:: What to work on ::
Go through the material underneath and show every line where the string "detailed" occurs.

:: Data records ::
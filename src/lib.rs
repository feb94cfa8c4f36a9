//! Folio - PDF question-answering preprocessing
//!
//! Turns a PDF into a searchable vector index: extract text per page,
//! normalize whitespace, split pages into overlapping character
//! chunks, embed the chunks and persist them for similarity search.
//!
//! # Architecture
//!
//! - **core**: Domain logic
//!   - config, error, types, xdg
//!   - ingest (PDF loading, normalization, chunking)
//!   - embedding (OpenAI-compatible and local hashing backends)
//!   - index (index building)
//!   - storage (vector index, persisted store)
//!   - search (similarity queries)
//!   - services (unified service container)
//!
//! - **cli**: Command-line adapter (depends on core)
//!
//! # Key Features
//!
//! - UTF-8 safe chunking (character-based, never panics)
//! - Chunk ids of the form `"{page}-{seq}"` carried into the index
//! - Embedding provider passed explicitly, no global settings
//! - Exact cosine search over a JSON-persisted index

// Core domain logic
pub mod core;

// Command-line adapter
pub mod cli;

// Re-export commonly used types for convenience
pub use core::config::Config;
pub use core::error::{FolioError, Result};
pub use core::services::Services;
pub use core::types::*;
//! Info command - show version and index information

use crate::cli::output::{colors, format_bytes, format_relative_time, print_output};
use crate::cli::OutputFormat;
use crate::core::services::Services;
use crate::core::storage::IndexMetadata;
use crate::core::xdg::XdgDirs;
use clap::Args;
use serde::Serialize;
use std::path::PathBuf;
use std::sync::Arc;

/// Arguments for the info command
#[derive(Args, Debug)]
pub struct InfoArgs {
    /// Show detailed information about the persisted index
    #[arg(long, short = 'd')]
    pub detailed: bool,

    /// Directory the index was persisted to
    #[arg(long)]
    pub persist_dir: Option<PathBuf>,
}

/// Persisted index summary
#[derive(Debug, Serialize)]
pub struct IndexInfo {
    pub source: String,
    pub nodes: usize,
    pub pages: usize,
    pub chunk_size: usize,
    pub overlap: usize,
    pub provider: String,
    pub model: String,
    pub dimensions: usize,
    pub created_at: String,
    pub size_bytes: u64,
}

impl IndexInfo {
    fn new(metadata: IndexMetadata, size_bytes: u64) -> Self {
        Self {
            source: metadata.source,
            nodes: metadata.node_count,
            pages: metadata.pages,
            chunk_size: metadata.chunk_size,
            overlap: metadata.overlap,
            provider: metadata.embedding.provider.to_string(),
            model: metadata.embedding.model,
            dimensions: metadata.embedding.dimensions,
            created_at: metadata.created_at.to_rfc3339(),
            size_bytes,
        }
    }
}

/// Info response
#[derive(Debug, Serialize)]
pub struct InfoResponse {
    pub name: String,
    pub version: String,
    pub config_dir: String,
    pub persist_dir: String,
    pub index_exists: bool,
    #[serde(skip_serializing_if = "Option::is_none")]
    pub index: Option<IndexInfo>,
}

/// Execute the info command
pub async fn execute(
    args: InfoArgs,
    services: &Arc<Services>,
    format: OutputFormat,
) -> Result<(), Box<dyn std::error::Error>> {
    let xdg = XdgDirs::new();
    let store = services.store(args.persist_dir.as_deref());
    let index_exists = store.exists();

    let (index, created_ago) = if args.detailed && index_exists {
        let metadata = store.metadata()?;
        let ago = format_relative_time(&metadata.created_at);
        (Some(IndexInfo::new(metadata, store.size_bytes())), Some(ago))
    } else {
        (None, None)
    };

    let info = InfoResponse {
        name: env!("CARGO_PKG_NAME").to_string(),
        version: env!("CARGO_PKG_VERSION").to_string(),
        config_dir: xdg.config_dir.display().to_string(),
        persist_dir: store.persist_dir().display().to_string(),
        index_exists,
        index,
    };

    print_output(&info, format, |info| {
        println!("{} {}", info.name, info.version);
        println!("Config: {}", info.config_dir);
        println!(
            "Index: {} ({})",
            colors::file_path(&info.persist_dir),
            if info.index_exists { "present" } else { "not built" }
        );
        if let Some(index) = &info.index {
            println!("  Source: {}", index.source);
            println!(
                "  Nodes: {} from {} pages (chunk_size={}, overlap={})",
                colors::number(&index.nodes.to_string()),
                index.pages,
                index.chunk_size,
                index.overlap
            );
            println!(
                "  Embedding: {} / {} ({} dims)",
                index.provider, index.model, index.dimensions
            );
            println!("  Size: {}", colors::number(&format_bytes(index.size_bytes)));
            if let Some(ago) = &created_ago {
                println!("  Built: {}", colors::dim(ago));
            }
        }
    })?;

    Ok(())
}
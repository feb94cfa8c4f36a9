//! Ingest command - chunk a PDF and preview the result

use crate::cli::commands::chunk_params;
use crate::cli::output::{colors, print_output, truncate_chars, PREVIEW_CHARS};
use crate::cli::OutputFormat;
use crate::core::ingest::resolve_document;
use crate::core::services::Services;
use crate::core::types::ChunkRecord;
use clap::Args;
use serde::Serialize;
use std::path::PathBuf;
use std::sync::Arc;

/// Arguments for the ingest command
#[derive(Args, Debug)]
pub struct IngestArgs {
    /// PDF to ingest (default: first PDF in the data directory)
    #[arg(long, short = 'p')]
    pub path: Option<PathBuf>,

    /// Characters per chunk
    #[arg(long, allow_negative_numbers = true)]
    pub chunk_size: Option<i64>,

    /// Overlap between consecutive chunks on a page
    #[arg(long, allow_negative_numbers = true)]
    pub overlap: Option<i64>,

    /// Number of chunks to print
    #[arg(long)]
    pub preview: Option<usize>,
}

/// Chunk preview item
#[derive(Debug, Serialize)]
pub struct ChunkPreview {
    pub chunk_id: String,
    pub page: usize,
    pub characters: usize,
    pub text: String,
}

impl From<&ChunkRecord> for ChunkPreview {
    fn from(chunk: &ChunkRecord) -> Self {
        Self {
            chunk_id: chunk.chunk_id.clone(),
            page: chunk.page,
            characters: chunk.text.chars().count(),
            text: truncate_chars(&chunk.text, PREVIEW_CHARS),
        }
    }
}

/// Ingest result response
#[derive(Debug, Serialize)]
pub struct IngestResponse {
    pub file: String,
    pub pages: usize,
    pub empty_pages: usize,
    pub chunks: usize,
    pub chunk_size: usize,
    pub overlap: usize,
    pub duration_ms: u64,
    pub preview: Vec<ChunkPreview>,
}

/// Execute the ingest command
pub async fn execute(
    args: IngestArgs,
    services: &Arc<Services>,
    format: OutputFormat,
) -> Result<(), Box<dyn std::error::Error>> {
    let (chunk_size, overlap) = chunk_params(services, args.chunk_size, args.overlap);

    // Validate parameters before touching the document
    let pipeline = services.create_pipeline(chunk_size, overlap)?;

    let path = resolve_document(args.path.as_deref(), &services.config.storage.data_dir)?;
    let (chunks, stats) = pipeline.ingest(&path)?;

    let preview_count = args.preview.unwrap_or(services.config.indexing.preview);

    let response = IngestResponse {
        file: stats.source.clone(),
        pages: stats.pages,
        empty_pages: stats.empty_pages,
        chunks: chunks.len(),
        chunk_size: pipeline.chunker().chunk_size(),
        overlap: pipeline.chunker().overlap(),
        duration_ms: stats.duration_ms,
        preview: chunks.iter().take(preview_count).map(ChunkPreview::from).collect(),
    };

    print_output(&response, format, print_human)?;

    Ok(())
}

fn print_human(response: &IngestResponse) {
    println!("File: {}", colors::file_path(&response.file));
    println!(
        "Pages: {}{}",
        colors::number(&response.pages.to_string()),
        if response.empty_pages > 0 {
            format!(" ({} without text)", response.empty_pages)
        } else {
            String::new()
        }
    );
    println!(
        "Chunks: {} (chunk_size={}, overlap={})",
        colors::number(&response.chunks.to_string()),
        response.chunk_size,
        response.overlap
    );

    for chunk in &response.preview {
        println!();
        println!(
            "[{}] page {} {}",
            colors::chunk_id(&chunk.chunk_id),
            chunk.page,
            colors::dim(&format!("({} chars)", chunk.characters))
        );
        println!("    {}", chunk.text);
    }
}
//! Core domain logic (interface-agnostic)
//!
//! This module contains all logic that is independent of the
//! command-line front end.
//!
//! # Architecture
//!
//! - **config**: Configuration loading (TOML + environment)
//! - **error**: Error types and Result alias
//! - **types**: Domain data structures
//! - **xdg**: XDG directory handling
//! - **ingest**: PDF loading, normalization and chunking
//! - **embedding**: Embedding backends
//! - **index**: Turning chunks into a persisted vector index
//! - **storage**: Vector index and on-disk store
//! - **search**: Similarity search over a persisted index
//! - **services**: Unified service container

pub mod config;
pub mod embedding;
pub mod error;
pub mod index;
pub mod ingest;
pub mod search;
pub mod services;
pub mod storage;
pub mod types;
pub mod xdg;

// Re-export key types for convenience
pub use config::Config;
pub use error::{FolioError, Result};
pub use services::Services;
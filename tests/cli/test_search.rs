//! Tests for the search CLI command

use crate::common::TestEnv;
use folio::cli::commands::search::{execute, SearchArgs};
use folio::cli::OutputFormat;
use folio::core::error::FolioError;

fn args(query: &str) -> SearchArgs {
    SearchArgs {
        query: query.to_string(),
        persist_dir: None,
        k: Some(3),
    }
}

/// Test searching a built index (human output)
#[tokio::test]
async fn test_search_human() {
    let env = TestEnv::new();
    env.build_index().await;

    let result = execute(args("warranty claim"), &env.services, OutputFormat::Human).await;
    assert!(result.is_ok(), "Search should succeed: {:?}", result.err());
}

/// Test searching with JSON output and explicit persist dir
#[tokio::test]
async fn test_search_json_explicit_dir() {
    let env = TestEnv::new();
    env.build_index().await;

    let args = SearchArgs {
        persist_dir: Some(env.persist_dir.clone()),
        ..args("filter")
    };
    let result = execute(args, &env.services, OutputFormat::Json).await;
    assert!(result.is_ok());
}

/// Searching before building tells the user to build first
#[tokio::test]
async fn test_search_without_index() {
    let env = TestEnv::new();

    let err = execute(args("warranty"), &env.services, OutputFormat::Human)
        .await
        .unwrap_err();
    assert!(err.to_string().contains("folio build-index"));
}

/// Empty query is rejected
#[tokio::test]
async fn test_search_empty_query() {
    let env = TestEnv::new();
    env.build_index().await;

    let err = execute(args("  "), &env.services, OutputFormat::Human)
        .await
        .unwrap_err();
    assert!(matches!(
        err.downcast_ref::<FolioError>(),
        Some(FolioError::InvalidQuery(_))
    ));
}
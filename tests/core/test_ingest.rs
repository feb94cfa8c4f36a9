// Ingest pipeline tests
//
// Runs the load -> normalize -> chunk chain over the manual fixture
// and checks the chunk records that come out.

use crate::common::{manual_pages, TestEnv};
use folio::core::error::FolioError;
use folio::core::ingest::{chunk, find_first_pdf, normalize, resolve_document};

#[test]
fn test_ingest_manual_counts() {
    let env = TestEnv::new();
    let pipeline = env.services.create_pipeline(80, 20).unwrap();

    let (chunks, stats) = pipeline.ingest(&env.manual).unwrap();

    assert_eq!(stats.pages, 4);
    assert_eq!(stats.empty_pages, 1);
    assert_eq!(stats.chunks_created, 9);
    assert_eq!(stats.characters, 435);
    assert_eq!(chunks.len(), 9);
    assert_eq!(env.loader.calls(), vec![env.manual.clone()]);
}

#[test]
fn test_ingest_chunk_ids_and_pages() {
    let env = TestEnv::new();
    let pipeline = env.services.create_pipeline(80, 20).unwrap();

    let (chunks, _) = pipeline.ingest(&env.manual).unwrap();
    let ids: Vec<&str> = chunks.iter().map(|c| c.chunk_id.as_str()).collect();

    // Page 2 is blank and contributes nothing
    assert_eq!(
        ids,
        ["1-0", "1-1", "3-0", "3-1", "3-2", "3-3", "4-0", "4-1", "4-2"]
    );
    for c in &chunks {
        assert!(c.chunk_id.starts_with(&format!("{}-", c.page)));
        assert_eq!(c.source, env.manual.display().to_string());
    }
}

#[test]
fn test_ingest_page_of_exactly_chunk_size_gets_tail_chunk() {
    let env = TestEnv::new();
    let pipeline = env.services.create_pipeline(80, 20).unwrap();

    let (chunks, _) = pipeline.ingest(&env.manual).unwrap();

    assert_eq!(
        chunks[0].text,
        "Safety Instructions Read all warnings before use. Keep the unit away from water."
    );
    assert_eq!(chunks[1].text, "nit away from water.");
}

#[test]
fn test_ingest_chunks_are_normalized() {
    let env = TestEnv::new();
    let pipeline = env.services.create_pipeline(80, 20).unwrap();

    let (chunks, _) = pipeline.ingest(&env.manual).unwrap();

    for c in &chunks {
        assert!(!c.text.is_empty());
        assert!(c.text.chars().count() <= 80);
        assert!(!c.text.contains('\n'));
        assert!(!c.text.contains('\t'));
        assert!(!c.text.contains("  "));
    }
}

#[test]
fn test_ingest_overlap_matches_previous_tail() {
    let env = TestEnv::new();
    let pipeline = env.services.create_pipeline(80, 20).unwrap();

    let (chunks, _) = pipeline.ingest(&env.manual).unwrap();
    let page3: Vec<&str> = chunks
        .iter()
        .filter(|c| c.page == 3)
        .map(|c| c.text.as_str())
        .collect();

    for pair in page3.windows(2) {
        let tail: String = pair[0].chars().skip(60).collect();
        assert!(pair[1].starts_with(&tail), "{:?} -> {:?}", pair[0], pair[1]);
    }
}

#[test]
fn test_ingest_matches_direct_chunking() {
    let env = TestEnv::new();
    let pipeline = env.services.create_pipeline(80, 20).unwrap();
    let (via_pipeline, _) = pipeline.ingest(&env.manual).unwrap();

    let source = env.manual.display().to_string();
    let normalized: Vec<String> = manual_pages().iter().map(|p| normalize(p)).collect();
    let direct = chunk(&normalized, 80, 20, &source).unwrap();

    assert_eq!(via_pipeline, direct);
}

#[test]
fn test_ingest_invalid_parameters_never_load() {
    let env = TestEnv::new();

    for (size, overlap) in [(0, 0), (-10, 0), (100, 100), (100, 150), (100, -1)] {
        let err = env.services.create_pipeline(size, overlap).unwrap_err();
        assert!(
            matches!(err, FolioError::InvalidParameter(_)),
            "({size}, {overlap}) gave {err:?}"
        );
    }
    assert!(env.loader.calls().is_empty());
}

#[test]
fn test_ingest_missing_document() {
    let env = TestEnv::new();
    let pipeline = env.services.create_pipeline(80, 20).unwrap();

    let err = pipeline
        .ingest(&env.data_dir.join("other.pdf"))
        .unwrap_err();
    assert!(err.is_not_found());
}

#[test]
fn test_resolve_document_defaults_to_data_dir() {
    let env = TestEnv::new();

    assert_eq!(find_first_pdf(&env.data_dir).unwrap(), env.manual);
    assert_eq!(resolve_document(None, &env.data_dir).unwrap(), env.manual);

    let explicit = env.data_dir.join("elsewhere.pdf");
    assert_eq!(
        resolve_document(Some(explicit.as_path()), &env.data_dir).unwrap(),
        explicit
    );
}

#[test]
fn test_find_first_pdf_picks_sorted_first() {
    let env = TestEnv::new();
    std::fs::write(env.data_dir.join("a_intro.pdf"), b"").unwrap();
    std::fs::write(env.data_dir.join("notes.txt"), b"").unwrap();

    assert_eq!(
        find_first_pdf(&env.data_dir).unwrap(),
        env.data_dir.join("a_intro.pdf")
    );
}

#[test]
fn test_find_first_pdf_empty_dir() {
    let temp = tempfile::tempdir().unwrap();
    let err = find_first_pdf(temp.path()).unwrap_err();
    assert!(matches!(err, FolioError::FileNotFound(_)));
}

:: Solution to this problem ::
    /// Show detailed information about the persisted index
    pub detailed: bool,
    let (index, created_ago) = if args.detailed && index_exists {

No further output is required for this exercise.